14 Text producer-commonalty
Sometimes the text producer is assuming commonalty with the reader, i.e., assuming an identical identity to the readers, or with another group, for example with the rest of the magazines staff. (70) In the former, it is the use of the inclusive ‘we’ that is used to create the identity of the text producer as part of the same community as the text interpreter, i.e. as the same type of suffering woman. In the latter the ‘we’ is probably being used exclusively. (68)

15 Exclusive ‘we’ One of the common effects of the exclusive ‘we’ is to create the impression of authority by association with a team or a power group. In the case of magazines, we indicates that the text producer is part of the editorial staff and speaks with the authority of their combined expertise.
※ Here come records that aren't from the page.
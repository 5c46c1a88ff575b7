use std::net::SocketAddr;

use axum::{routing::get, Json, Router};
use serde_json::json;
use tower_http::{cors::CorsLayer, trace::TraceLayer};

use crate::state::AppState;
use crate::{auth, recipes, users};

pub fn build_app(state: AppState) -> Router {
    Router::new()
        .route("/", get(welcome))
        .nest(
            "/api",
            Router::new()
                .merge(auth::router())
                .merge(users::router())
                .merge(recipes::router())
                .route("/health", get(|| async { "ok" })),
        )
        .with_state(state)
        .layer(CorsLayer::permissive())
        .layer(
            TraceLayer::new_for_http()
                .make_span_with(|req: &axum::http::Request<_>| {
                    let method = req.method().clone();
                    let uri = req.uri().clone();
                    tracing::info_span!("http_request", %method, uri = %uri)
                })
                .on_response(
                    |res: &axum::http::Response<_>,
                     _latency: std::time::Duration,
                     span: &tracing::Span| {
                        let status = res.status();
                        span.record("status", tracing::field::display(status));
                        if status.is_server_error() {
                            tracing::error!(%status, "response");
                        } else {
                            tracing::info!(%status, "response");
                        }
                    },
                ),
        )
}

async fn welcome() -> Json<serde_json::Value> {
    Json(json!({ "message": "Welcome to the Recipe Manager backend!" }))
}

pub async fn serve(app: Router) -> anyhow::Result<()> {
    let addr: SocketAddr = format!(
        "{}:{}",
        std::env::var("APP_HOST").unwrap_or_else(|_| "0.0.0.0".into()),
        std::env::var("APP_PORT").unwrap_or_else(|_| "8080".into())
    )
    .parse()?;

    tracing::info!("listening on {}", addr);
    let listener = tokio::net::TcpListener::bind(addr).await?;
    axum::serve(listener, app).await?;
    Ok(())
}
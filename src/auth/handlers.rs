use axum::{
    extract::{FromRef, State},
    http::StatusCode,
    routing::{get, post},
    Json, Router,
};
use lazy_static::lazy_static;
use regex::Regex;
use serde_json::json;
use tracing::{error, info, instrument, warn};

use crate::{
    auth::{
        dto::{AuthResponse, LoginRequest, RegisterRequest, UserResponse},
        jwt::{AuthUser, JwtKeys},
        password::{hash_password, verify_password},
    },
    error::ApiError,
    state::AppState,
    store::users::NewUser,
};

pub fn router() -> Router<AppState> {
    Router::new()
        .route("/auth/register", post(register))
        .route("/auth/login", post(login))
        .route("/auth/logout", post(logout))
        .route("/auth/me", get(me))
}

pub(crate) fn is_valid_email(email: &str) -> bool {
    lazy_static! {
        static ref EMAIL_RE: Regex = Regex::new(r"^[^@\s]+@[^@\s]+\.[^@\s]+$").unwrap();
    }
    EMAIL_RE.is_match(email)
}

#[instrument(skip(state, payload))]
pub async fn register(
    State(state): State<AppState>,
    Json(payload): Json<RegisterRequest>,
) -> Result<(StatusCode, Json<AuthResponse>), ApiError> {
    let name = payload.name.as_deref().map(str::trim).unwrap_or_default();
    let email = payload
        .email
        .as_deref()
        .map(str::trim)
        .unwrap_or_default()
        .to_lowercase();
    let password = payload.password.unwrap_or_default();

    if name.is_empty() || email.is_empty() || password.is_empty() {
        return Err(ApiError::Validation(
            "Missing required fields (name, email, password).".into(),
        ));
    }
    if !is_valid_email(&email) {
        warn!(email = %email, "invalid email");
        return Err(ApiError::Validation("Invalid email address.".into()));
    }
    if password.len() < 6 {
        warn!("password too short");
        return Err(ApiError::Validation(
            "Password must be at least 6 characters.".into(),
        ));
    }

    let existing = state.users.find_user_by_email(&email).await.map_err(|e| {
        error!(error = %e, "find_user_by_email failed");
        ApiError::from(e)
    })?;
    if existing.is_some() {
        warn!(email = %email, "email already registered");
        return Err(ApiError::Conflict("Email already registered.".into()));
    }

    let password_hash = hash_password(&password).map_err(ApiError::from)?;
    let user = state
        .users
        .create_user(NewUser {
            name: name.to_string(),
            email,
            password_hash,
        })
        .await
        .map_err(|e| {
            error!(error = %e, "create user failed");
            ApiError::from(e)
        })?;

    let keys = JwtKeys::from_ref(&state);
    let token = keys.sign(user.id, &user.email).map_err(|e| {
        error!(error = %e, "jwt sign failed");
        ApiError::from(e)
    })?;

    info!(user_id = %user.id, email = %user.email, "user registered");
    Ok((
        StatusCode::CREATED,
        Json(AuthResponse {
            user: user.into(),
            token,
        }),
    ))
}

#[instrument(skip(state, payload))]
pub async fn login(
    State(state): State<AppState>,
    Json(payload): Json<LoginRequest>,
) -> Result<Json<AuthResponse>, ApiError> {
    let email = payload
        .email
        .as_deref()
        .map(str::trim)
        .unwrap_or_default()
        .to_lowercase();
    let password = payload.password.unwrap_or_default();

    if email.is_empty() || password.is_empty() {
        return Err(ApiError::Validation("Missing email or password.".into()));
    }

    let user = state.users.find_user_by_email(&email).await.map_err(|e| {
        error!(error = %e, "find_user_by_email failed");
        ApiError::from(e)
    })?;

    // unknown email and wrong password share one response body
    let Some(user) = user else {
        warn!(email = %email, "login unknown email");
        return Err(ApiError::Unauthorized("Invalid credentials.".into()));
    };
    let ok = verify_password(&password, &user.password_hash).map_err(ApiError::from)?;
    if !ok {
        warn!(email = %email, user_id = %user.id, "login invalid password");
        return Err(ApiError::Unauthorized("Invalid credentials.".into()));
    }

    let keys = JwtKeys::from_ref(&state);
    let token = keys.sign(user.id, &user.email).map_err(|e| {
        error!(error = %e, "jwt sign failed");
        ApiError::from(e)
    })?;

    info!(user_id = %user.id, email = %user.email, "user logged in");
    Ok(Json(AuthResponse {
        user: user.into(),
        token,
    }))
}

#[instrument(skip(state))]
pub async fn me(
    State(state): State<AppState>,
    AuthUser(identity): AuthUser,
) -> Result<Json<UserResponse>, ApiError> {
    let user = state
        .users
        .get_user(identity.id)
        .await
        .map_err(|e| {
            error!(error = %e, user_id = %identity.id, "get_user failed");
            ApiError::from(e)
        })?
        .ok_or_else(|| {
            warn!(user_id = %identity.id, "token subject no longer exists");
            ApiError::Unauthorized("User not found.".into())
        })?;

    Ok(Json(UserResponse { user: user.into() }))
}

/// Token invalidation is client-side only; there is no server state to drop.
pub async fn logout() -> Json<serde_json::Value> {
    Json(json!({ "message": "Logged out." }))
}
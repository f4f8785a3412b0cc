// Copyright 2025 Umberto Gotti <umberto.gotti@umbertogotti.dev>
// Licensed under the Apache License, Version 2.0
// http://www.apache.org/licenses/LICENSE-2.0

use phrase_search_core::abort_signal::AbortSignal;
use tokio_util::sync::CancellationToken;

/// Tokio CancellationToken-based abort signal
#[derive(Clone, Default)]
pub struct TokenAbortSignal {
    token: CancellationToken,
}

impl TokenAbortSignal {
    pub fn new(token: CancellationToken) -> Self {
        Self { token }
    }
}

impl AbortSignal for TokenAbortSignal {
    fn abort(&self) {
        self.token.cancel();
    }

    fn is_aborted(&self) -> bool {
        self.token.is_cancelled()
    }

    async fn aborted(&self) {
        self.token.cancelled().await
    }
}
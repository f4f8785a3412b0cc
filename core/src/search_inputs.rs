// Copyright 2025 Umberto Gotti <umberto.gotti@umbertogotti.dev>
// Licensed under the Apache License, Version 2.0
// http://www.apache.org/licenses/LICENSE-2.0

use crate::config::Config;
use crate::count_matrix::MatrixShape;
use crate::error::{Result, SearchError};
use crate::phrase_splitter::PhraseSplitter;
use tracing::debug;

/// Validated terms and files, fixed for the rest of a run
#[derive(Debug, Clone, PartialEq, Eq)]
pub struct SearchInputs {
    pub terms: Vec<String>,
    pub files: Vec<String>,
}

impl SearchInputs {
    pub fn prepare(config: &Config, phrase: &str, files: Vec<String>) -> Result<Self> {
        let phrase_length = phrase.chars().count();
        if phrase_length > config.max_phrase_length {
            return Err(SearchError::Configuration(format!(
                "search phrase has {} characters, limit is {}",
                phrase_length, config.max_phrase_length
            )));
        }

        let terms = PhraseSplitter::from_config(config).split(phrase);
        if terms.is_empty() && config.require_terms {
            return Err(SearchError::Configuration(
                "search phrase contains no terms".to_string(),
            ));
        }

        if files.is_empty() && config.require_files {
            return Err(SearchError::Configuration("file list is empty".to_string()));
        }
        if files.len() > config.max_files {
            return Err(SearchError::Configuration(format!(
                "{} files given, limit is {}",
                files.len(),
                config.max_files
            )));
        }
        if let Some(position) = files.iter().position(|path| path.is_empty()) {
            return Err(SearchError::Configuration(format!(
                "file path #{} is empty",
                position
            )));
        }

        debug!(terms = terms.len(), files = files.len(), "search inputs prepared");
        Ok(Self { terms, files })
    }

    pub fn shape(&self) -> MatrixShape {
        MatrixShape::new(self.files.len(), self.terms.len())
    }
}
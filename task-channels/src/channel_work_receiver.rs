// Copyright 2025 Umberto Gotti <umberto.gotti@umbertogotti.dev>
// Licensed under the Apache License, Version 2.0
// http://www.apache.org/licenses/LICENSE-2.0

use async_trait::async_trait;
use phrase_search_core::node_message::NodeMessage;
use phrase_search_core::work_receiver::WorkReceiver;
use tokio::sync::mpsc;

pub struct ChannelWorkReceiver {
    pub rx: mpsc::Receiver<NodeMessage>,
}

#[async_trait]
impl WorkReceiver for ChannelWorkReceiver {
    async fn recv(&mut self) -> Option<NodeMessage> {
        self.rx.recv().await
    }
}
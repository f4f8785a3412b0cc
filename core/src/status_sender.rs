// Copyright 2025 Umberto Gotti <umberto.gotti@umbertogotti.dev>
// Licensed under the Apache License, Version 2.0
// http://www.apache.org/licenses/LICENSE-2.0

use crate::node_message::NodeStatus;
use async_trait::async_trait;

/// Trait for reporting node progress back to the coordinator
#[async_trait]
pub trait StatusSender: Send + Clone + Sync + 'static {
    /// Returns true if the status was delivered
    async fn send(&self, status: NodeStatus) -> bool;
}
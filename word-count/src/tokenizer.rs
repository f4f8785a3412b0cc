// Copyright 2025 Umberto Gotti <umberto.gotti@umbertogotti.dev>
// Licensed under the Apache License, Version 2.0
// http://www.apache.org/licenses/LICENSE-2.0

use phrase_search_core::word_counter::truncate_token;
use std::io::{self, BufRead};

/// Count whitespace-separated tokens equal to `word` after both are cut to
/// `max_token_length` characters. Invalid UTF-8 is replaced, never rejected.
pub fn count_in_reader<R: BufRead>(
    mut reader: R,
    word: &str,
    max_token_length: usize,
) -> io::Result<u64> {
    let word = truncate_token(word, max_token_length);
    if word.is_empty() {
        return Ok(0);
    }

    let mut count = 0;
    let mut line = Vec::new();
    loop {
        line.clear();
        if reader.read_until(b'\n', &mut line)? == 0 {
            break;
        }
        let text = String::from_utf8_lossy(&line);
        count += text
            .split_whitespace()
            .filter(|token| truncate_token(token, max_token_length) == word)
            .count() as u64;
    }
    Ok(count)
}
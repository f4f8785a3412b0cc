// Copyright 2025 Umberto Gotti <umberto.gotti@umbertogotti.dev>
// Licensed under the Apache License, Version 2.0
// http://www.apache.org/licenses/LICENSE-2.0

use crate::aggregator::AggregationStrategy;
use crate::error::{Result, SearchError};
use crate::partitioner::PartitionStrategy;
use serde::{Deserialize, Serialize};
use std::fs;

#[derive(Debug, Serialize, Deserialize, Clone, PartialEq, Eq)]
pub struct Config {
    /// Size of the static node group, coordinator included
    #[serde(default = "default_num_nodes")]
    pub num_nodes: usize,
    #[serde(default)]
    pub partitioning: PartitionStrategy,
    #[serde(default)]
    pub aggregation: AggregationStrategy,
    /// Terms beyond this count are dropped from the phrase
    #[serde(default = "default_max_terms")]
    pub max_terms: usize,
    #[serde(default = "default_max_phrase_length")]
    pub max_phrase_length: usize,
    #[serde(default = "default_max_files")]
    pub max_files: usize,
    /// Tokens (in files and in the phrase) are cut to this many characters
    #[serde(default = "default_max_token_length")]
    pub max_token_length: usize,
    /// Bounded capacity of every node inbox and status stream
    #[serde(default = "default_channel_capacity")]
    pub channel_capacity: usize,
    /// Reject a phrase that yields no terms instead of running a zero-column search
    #[serde(default)]
    pub require_terms: bool,
    /// Reject an empty file list instead of producing an empty report
    #[serde(default)]
    pub require_files: bool,
}

fn default_num_nodes() -> usize {
    4
}

fn default_max_terms() -> usize {
    100
}

fn default_max_phrase_length() -> usize {
    1024
}

fn default_max_files() -> usize {
    100
}

fn default_max_token_length() -> usize {
    255
}

fn default_channel_capacity() -> usize {
    16
}

impl Config {
    pub fn load(path: &str) -> Result<Self> {
        let contents = fs::read_to_string(path).map_err(|source| SearchError::ConfigLoad {
            path: path.to_string(),
            source,
        })?;
        let config: Config = serde_json::from_str(&contents)?;
        config.validate()?;
        Ok(config)
    }

    pub fn validate(&self) -> Result<()> {
        let checks = [
            (self.num_nodes, "num_nodes"),
            (self.max_terms, "max_terms"),
            (self.max_token_length, "max_token_length"),
            (self.channel_capacity, "channel_capacity"),
        ];
        for (value, name) in checks {
            if value == 0 {
                return Err(SearchError::Configuration(format!(
                    "{} must be at least 1",
                    name
                )));
            }
        }
        Ok(())
    }
}

impl Default for Config {
    fn default() -> Self {
        Self {
            num_nodes: default_num_nodes(),
            partitioning: PartitionStrategy::default(),
            aggregation: AggregationStrategy::default(),
            max_terms: default_max_terms(),
            max_phrase_length: default_max_phrase_length(),
            max_files: default_max_files(),
            max_token_length: default_max_token_length(),
            channel_capacity: default_channel_capacity(),
            require_terms: false,
            require_files: false,
        }
    }
}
16 Text producer identity and modals
Another aspect of text producer identity can be understood through the role played by modality in the construction of that subject. Modals at the certainty end of the epistemic range indicate conviction, certainty, and hence are associated with reliability and with authority.

17 Indirect discourse and identity
Indirect discourse, i.e., when the words used are not attributed to a source or it is not clear whom they are said by or whether it would be typical for the text producer to say them. We often find exclamations or expressions being used in which the voice is ambivalent and the text producer is actually mimicking the kinds of expressions and exclamations that might be used by a number of the regular text interpreters. This can be used to suggest the editor’s closeness to a particular community of women readers.

18 Imitating speech patterns
McGloughlin points out that text producers often mimic the speech patterns of the implied reader and that establishes common ground between them. Here again McGloughlin refers to Fairclough and points he makes about the way ‘discourses of the lifeworld’ –which are largely informal can be mixed with ‘official discourse’, which is more formal.

19 In the same text there can be a mixture of both discourses.
The text producer can be authoritarian (provide advice and issue commands) but also claim identity with the reader and seem to be less authoritarian in tone. The range of linguistic techniques described here allows the text producer create an identity for the text producer and to shape and influence the reader’s responses.